[Start of Attachment]

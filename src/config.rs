use std::env;

use anyhow::anyhow;
use clap::ValueEnum;

use crate::schedule::OvernightPolicy;

pub const OVERNIGHT_VAR: &str = "PONTIAPP_OVERNIGHT";
pub const STRICT_VAR: &str = "PONTIAPP_STRICT";

/// Environment defaults; command-line flags take precedence.
#[derive(Debug, Clone, Default, PartialEq, Eq)]
pub struct Config {
    pub overnight: OvernightPolicy,
    pub strict: bool,
}

impl Config {
    pub fn from_env() -> anyhow::Result<Self> {
        Self::from_lookup(|key| env::var(key).ok())
    }

    pub fn from_lookup<F>(lookup: F) -> anyhow::Result<Self>
    where
        F: Fn(&str) -> Option<String>,
    {
        let overnight = match lookup(OVERNIGHT_VAR) {
            Some(raw) => OvernightPolicy::from_str(raw.trim(), true)
                .map_err(|err| anyhow!("{OVERNIGHT_VAR}: {err}"))?,
            None => OvernightPolicy::default(),
        };
        let strict = lookup(STRICT_VAR)
            .map(|raw| matches!(raw.trim().to_lowercase().as_str(), "1" | "true" | "yes"))
            .unwrap_or(false);

        Ok(Self { overnight, strict })
    }

    pub fn with_overrides(mut self, overnight: Option<OvernightPolicy>, strict: bool) -> Self {
        if let Some(overnight) = overnight {
            self.overnight = overnight;
        }
        self.strict |= strict;
        self
    }
}

#[cfg(test)]
mod tests {
    use super::*;
    use std::collections::HashMap;

    fn lookup(pairs: &[(&str, &str)]) -> impl Fn(&str) -> Option<String> {
        let map: HashMap<String, String> = pairs
            .iter()
            .map(|(k, v)| (k.to_string(), v.to_string()))
            .collect();
        move |key: &str| map.get(key).cloned()
    }

    #[test]
    fn defaults_without_environment() {
        let config = Config::from_lookup(lookup(&[])).unwrap();
        assert_eq!(config, Config::default());
        assert_eq!(config.overnight, OvernightPolicy::NextDay);
    }

    #[test]
    fn reads_environment_values() {
        let config =
            Config::from_lookup(lookup(&[(OVERNIGHT_VAR, "same-day"), (STRICT_VAR, "TRUE")]))
                .unwrap();
        assert_eq!(config.overnight, OvernightPolicy::SameDay);
        assert!(config.strict);
    }

    #[test]
    fn rejects_unknown_policy() {
        let err = Config::from_lookup(lookup(&[(OVERNIGHT_VAR, "wrap")])).unwrap_err();
        assert!(err.to_string().contains(OVERNIGHT_VAR));
    }

    #[test]
    fn flags_override_environment() {
        let config = Config {
            overnight: OvernightPolicy::SameDay,
            strict: false,
        }
        .with_overrides(Some(OvernightPolicy::NextDay), true);
        assert_eq!(config.overnight, OvernightPolicy::NextDay);
        assert!(config.strict);
    }
}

[End of Attachment]

Search the listing above for lines with the word "bool", and state how many there are, nothing else.

2